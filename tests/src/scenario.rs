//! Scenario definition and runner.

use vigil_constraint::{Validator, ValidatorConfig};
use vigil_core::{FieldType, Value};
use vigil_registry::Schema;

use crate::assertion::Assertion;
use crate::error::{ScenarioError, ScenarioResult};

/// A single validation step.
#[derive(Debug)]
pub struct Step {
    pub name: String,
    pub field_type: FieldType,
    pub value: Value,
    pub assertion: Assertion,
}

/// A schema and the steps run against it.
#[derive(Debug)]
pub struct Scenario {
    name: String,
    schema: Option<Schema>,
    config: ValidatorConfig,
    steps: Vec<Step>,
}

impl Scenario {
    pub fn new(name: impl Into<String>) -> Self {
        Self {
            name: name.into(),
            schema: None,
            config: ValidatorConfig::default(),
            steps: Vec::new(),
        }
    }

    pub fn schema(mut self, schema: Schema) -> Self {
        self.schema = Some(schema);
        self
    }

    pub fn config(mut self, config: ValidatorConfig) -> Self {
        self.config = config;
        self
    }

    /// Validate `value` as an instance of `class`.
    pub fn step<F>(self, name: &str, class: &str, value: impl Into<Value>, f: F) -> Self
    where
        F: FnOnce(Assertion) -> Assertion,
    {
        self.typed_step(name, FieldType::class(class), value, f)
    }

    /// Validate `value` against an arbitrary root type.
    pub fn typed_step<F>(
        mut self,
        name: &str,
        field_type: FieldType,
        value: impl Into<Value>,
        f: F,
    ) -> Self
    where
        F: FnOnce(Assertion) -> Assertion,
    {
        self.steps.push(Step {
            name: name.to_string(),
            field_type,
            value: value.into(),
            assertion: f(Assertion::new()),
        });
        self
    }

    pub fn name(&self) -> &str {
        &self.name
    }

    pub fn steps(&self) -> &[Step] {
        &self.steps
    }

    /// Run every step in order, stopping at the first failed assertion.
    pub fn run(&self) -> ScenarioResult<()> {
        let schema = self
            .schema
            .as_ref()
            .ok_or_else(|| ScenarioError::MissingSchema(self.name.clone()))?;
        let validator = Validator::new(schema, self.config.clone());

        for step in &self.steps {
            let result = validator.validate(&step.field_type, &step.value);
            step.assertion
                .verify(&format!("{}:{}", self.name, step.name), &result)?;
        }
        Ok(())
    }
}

■ ■ ■ ■ ■

### Exercise goal:
Please go through the data above and copy every line that has the word "crate".

### Expected answer:
use crate::assertion::Assertion;
use crate::error::{ScenarioError, ScenarioResult};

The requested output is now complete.